Task directions — Please output the data below exactly as given, starting at its first line and stopping after the line that contains "const MYRIENT_GAMECUBE_NKIT_RVZ: &str".

Recorded data —
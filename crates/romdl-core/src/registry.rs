//! Console registry: which sources serve which platform.
//!
//! Consoles are kept in registration order, and so are the sources within a
//! console; the orchestrator queries them in that order.

use crate::config::SourceSeed;
use crate::error::{Result, RomdlError};
use crate::platform::PlatformType;
use crate::source::Source;

const MYRIENT_PS3_PSN_CONTENT: &str =
    "https://myrient.erista.me/files/No-Intro/Sony%20-%20PlayStation%203%20(PSN)%20(Content)/";
const MYRIENT_PS3_PSN_UPDATES: &str =
    "https://myrient.erista.me/files/No-Intro/Sony%20-%20PlayStation%203%20(PSN)%20(Updates)/";
const MYRIENT_GAMECUBE_NKIT_RVZ: &str =
    "https://myrient.erista.me/files/Redump/Nintendo%20-%20GameCube%20-%20NKit%20RVZ%20[zstd-19-128k]/";

/// Built-in registry used when the config has no `[[sources]]`.
pub fn default_seeds() -> Vec<SourceSeed> {
    vec![
        SourceSeed::new(PlatformType::PlayStation3, MYRIENT_PS3_PSN_CONTENT),
        SourceSeed::new(PlatformType::PlayStation3, MYRIENT_PS3_PSN_UPDATES),
        SourceSeed::new(PlatformType::GameCube, MYRIENT_GAMECUBE_NKIT_RVZ),
    ]
}

/// The sources registered for one platform.
#[derive(Debug, Clone)]
pub struct Console {
    platform: PlatformType,
    sources: Vec<Source>,
}

impl Console {
    pub fn new(platform: PlatformType) -> Self {
        Self {
            platform,
            sources: Vec::new(),
        }
    }

    pub fn platform(&self) -> PlatformType {
        self.platform
    }

    pub fn sources(&self) -> &[Source] {
        &self.sources
    }

    pub fn sources_mut(&mut self) -> &mut [Source] {
        &mut self.sources
    }

    pub fn has_multiple_sources(&self) -> bool {
        self.sources.len() > 1
    }

    /// First source whose key is `key`.
    pub fn get_source_or_default(&self, key: PlatformType) -> Option<&Source> {
        self.sources.iter().find(|s| s.platform() == key)
    }

    pub fn find_source(&self, url: &str) -> Option<&Source> {
        self.sources.iter().find(|s| s.url() == url)
    }

    /// Appends `source`; rejected if a source with the same key is present.
    pub fn add_source(&mut self, source: Source) -> Result<()> {
        self.check_platform(&source)?;
        if self.get_source_or_default(source.platform()).is_some() {
            return Err(RomdlError::DuplicateSource {
                platform: self.platform.to_string(),
                url: source.url().to_string(),
            });
        }
        self.sources.push(source);
        Ok(())
    }

    /// Union with `sources` by `(key, url)` identity. Existing sources keep
    /// their place; new ones are appended in input order. A foreign source
    /// rejects the whole batch.
    pub fn add_sources(&mut self, sources: impl IntoIterator<Item = Source>) -> Result<()> {
        let sources: Vec<Source> = sources.into_iter().collect();
        for source in &sources {
            self.check_platform(source)?;
        }
        for source in sources {
            if !self.sources.contains(&source) {
                self.sources.push(source);
            }
        }
        Ok(())
    }

    /// Removes sources keyed `key`. Absent key is a no-op.
    pub fn remove_source_by_key(&mut self, key: PlatformType) {
        self.sources.retain(|s| s.platform() != key);
    }

    fn check_platform(&self, source: &Source) -> Result<()> {
        if source.platform() != self.platform {
            return Err(RomdlError::UnsupportedPlatform(format!(
                "{} source cannot be registered on the {} console",
                source.platform(),
                self.platform
            )));
        }
        Ok(())
    }
}

/// All consoles known to the process.
#[derive(Debug, Clone, Default)]
pub struct ConsoleRegistry {
    consoles: Vec<Console>,
}

impl ConsoleRegistry {
    pub fn new() -> Self {
        Self::default()
    }

    /// Builds the registry from seeds, grouping by platform in first-seen order.
    pub fn from_seeds(seeds: &[SourceSeed]) -> Result<Self> {
        let mut registry = Self::new();
        for seed in seeds {
            registry.add_sources(seed.platform, [Source::new(seed.platform, &seed.url)])?;
        }
        Ok(registry)
    }

    /// Platforms with a console, in registration order.
    pub fn platforms(&self) -> Vec<PlatformType> {
        self.consoles.iter().map(Console::platform).collect()
    }

    pub fn console(&self, platform: PlatformType) -> Option<&Console> {
        self.consoles.iter().find(|c| c.platform == platform)
    }

    pub fn console_mut(&mut self, platform: PlatformType) -> Option<&mut Console> {
        self.consoles.iter_mut().find(|c| c.platform == platform)
    }

    /// Applies `change` to the console for `platform`. A console that did not
    /// exist yet is only kept when the change succeeds.
    fn update_console(
        &mut self,
        platform: PlatformType,
        change: impl FnOnce(&mut Console) -> Result<()>,
    ) -> Result<()> {
        if let Some(console) = self.console_mut(platform) {
            return change(console);
        }
        let mut console = Console::new(platform);
        change(&mut console)?;
        self.consoles.push(console);
        Ok(())
    }

    pub fn get_source_or_default(
        &self,
        platform: PlatformType,
        key: PlatformType,
    ) -> Option<&Source> {
        self.console(platform)?.get_source_or_default(key)
    }

    pub fn add_source(&mut self, platform: PlatformType, source: Source) -> Result<()> {
        self.update_console(platform, |c| c.add_source(source))
    }

    pub fn add_sources(
        &mut self,
        platform: PlatformType,
        sources: impl IntoIterator<Item = Source>,
    ) -> Result<()> {
        self.update_console(platform, |c| c.add_sources(sources))
    }

    pub fn remove_source_by_key(&mut self, platform: PlatformType, key: PlatformType) {
        if let Some(console) = self.console_mut(platform) {
            console.remove_source_by_key(key);
        }
    }

    /// Base URLs registered for `platform`, in registration order.
    pub fn sources_for_platform(&self, platform: PlatformType) -> Vec<String> {
        self.console(platform)
            .map(|c| c.sources.iter().map(|s| s.url().to_string()).collect())
            .unwrap_or_default()
    }

    /// Parses a platform identifier and checks that at least one source serves it.
    pub fn resolve_platform(&self, input: &str) -> Result<PlatformType> {
        let platform: PlatformType = input.parse()?;
        match self.console(platform) {
            Some(c) if !c.sources.is_empty() => Ok(platform),
            _ => Err(RomdlError::UnsupportedPlatform(format!(
                "{} (no sources registered)",
                platform
            ))),
        }
    }
}
use std::time::Duration;

use rand::Rng;

use super::classify::FailureClass;
use crate::config::RetryConfig;

/// Decision returned by the retry policy.
#[derive(Debug, Clone, Copy, PartialEq, Eq)]
pub enum RetryDecision {
    /// Do not retry this error.
    NoRetry,
    /// Retry after the given delay.
    RetryAfter(Duration),
}

/// Bounded retry with a uniformly random wait between attempts.
#[derive(Debug, Clone, Copy)]
pub struct RetryPolicy {
    /// Maximum number of attempts (including the first).
    pub max_attempts: u32,
    /// Lower bound of the wait between attempts.
    pub min_wait: Duration,
    /// Upper bound of the wait between attempts.
    pub max_wait: Duration,
}

impl Default for RetryPolicy {
    fn default() -> Self {
        Self {
            max_attempts: 3,
            min_wait: Duration::from_secs(1),
            max_wait: Duration::from_secs(2),
        }
    }
}

impl From<&RetryConfig> for RetryPolicy {
    fn from(cfg: &RetryConfig) -> Self {
        let defaults = Self::default();
        let min_wait = wait_from_secs(cfg.min_wait_secs).unwrap_or(defaults.min_wait);
        let max_wait = wait_from_secs(cfg.max_wait_secs).unwrap_or(defaults.max_wait);
        Self {
            max_attempts: cfg.max_attempts.max(1),
            min_wait,
            max_wait: max_wait.max(min_wait),
        }
    }
}

/// Negative waits clamp to zero; NaN, infinite or overflowing values give `None`.
fn wait_from_secs(secs: f64) -> Option<Duration> {
    if secs.is_nan() {
        return None;
    }
    Duration::try_from_secs_f64(secs.max(0.0)).ok()
}

impl RetryPolicy {
    /// Decide what to do after attempt number `attempt` (1-based) failed.
    pub fn decide(&self, attempt: u32, class: FailureClass) -> RetryDecision {
        if attempt >= self.max_attempts || !class.is_retryable() {
            return RetryDecision::NoRetry;
        }
        RetryDecision::RetryAfter(self.jittered_wait())
    }

    /// Draws a wait uniformly from `[min_wait, max_wait]`.
    fn jittered_wait(&self) -> Duration {
        if self.max_wait <= self.min_wait {
            return self.min_wait;
        }
        let lo = self.min_wait.as_nanos() as u64;
        let hi = self.max_wait.as_nanos() as u64;
        Duration::from_nanos(rand::thread_rng().gen_range(lo..=hi))
    }
}
//! Tracing setup: append to `romdl.log` under the XDG state dir, or log to stderr.

use anyhow::{Context, Result};
use std::fs::{self, File};
use std::io::{self, Write};
use std::path::{Path, PathBuf};
use tracing_subscriber::fmt::writer::BoxMakeWriter;
use tracing_subscriber::fmt::MakeWriter;
use tracing_subscriber::EnvFilter;

const DEFAULT_FILTER: &str = "info,romdl=debug,romdl_core=debug";
const LOG_FILE_NAME: &str = "romdl.log";

/// Destination of one formatted event.
#[derive(Debug)]
enum LogSink {
    File(File),
    /// Used for an event whose log file handle could not be duplicated.
    Stderr,
}

impl LogSink {
    fn for_file(file: &File) -> Self {
        match file.try_clone() {
            Ok(f) => LogSink::File(f),
            Err(_) => LogSink::Stderr,
        }
    }
}

impl Write for LogSink {
    fn write(&mut self, buf: &[u8]) -> io::Result<usize> {
        match self {
            LogSink::File(f) => f.write(buf),
            LogSink::Stderr => io::stderr().lock().write(buf),
        }
    }

    fn flush(&mut self) -> io::Result<()> {
        match self {
            LogSink::File(f) => f.flush(),
            LogSink::Stderr => io::stderr().lock().flush(),
        }
    }
}

/// Hands each event a duplicate of the shared append-mode log file.
struct LogFile(File);

impl<'a> MakeWriter<'a> for LogFile {
    type Writer = LogSink;

    fn make_writer(&'a self) -> Self::Writer {
        LogSink::for_file(&self.0)
    }
}

/// Creates `dir` and opens `dir/romdl.log` for appending.
fn open_log_file(dir: &Path) -> Result<(PathBuf, File)> {
    fs::create_dir_all(dir).with_context(|| format!("create {}", dir.display()))?;
    let path = dir.join(LOG_FILE_NAME);
    let file = fs::OpenOptions::new()
        .create(true)
        .append(true)
        .open(&path)
        .with_context(|| format!("open {}", path.display()))?;
    Ok((path, file))
}

fn env_filter() -> EnvFilter {
    EnvFilter::try_from_default_env().unwrap_or_else(|_| EnvFilter::new(DEFAULT_FILTER))
}

/// Installs the global subscriber writing to `~/.local/state/romdl/romdl.log`.
/// Errors leave no subscriber installed; callers then use [`init_logging_stderr`].
pub fn init_logging() -> Result<PathBuf> {
    let xdg_dirs = xdg::BaseDirectories::with_prefix("romdl")?;
    let (path, file) = open_log_file(&xdg_dirs.get_state_home().join("romdl"))?;

    tracing_subscriber::fmt()
        .with_env_filter(env_filter())
        .with_writer(BoxMakeWriter::new(LogFile(file)))
        .with_ansi(false)
        .try_init()
        .map_err(|e| anyhow::anyhow!("install subscriber: {}", e))?;

    tracing::info!("romdl logging initialized at {}", path.display());
    Ok(path)
}

/// Installs a stderr-only subscriber. A subscriber that is already set wins.
pub fn init_logging_stderr() {
    let _ = tracing_subscriber::fmt()
        .with_env_filter(env_filter())
        .with_writer(io::stderr)
        .with_ansi(false)
        .try_init();
}
//! `romdl platforms` – list platforms and their sources.

use anyhow::Result;
use romdl_core::config::RomdlConfig;
use romdl_core::registry::ConsoleRegistry;

pub fn run_platforms(cfg: &RomdlConfig) -> Result<()> {
    let registry = ConsoleRegistry::from_seeds(&cfg.source_seeds())?;
    let platforms = registry.platforms();
    if platforms.is_empty() {
        println!("No platforms registered.");
        return Ok(());
    }
    for platform in platforms {
        println!("{}", platform);
        for url in registry.sources_for_platform(platform) {
            println!("    {}", url);
        }
    }
    Ok(())
}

Answer space —
filename crates/romdl-core/src/registry.rs
//! Console registry: which sources serve which platform.
//!
//! Consoles are kept in registration order, and so are the sources within a
//! console; the orchestrator queries them in that order.

use crate::config::SourceSeed;
use crate::error::{Result, RomdlError};
use crate::platform::PlatformType;
use crate::source::Source;

const MYRIENT_PS3_PSN_CONTENT: &str =
    "https://myrient.erista.me/files/No-Intro/Sony%20-%20PlayStation%203%20(PSN)%20(Content)/";
const MYRIENT_PS3_PSN_UPDATES: &str =
    "https://myrient.erista.me/files/No-Intro/Sony%20-%20PlayStation%203%20(PSN)%20(Updates)/";
const MYRIENT_GAMECUBE_NKIT_RVZ: &str =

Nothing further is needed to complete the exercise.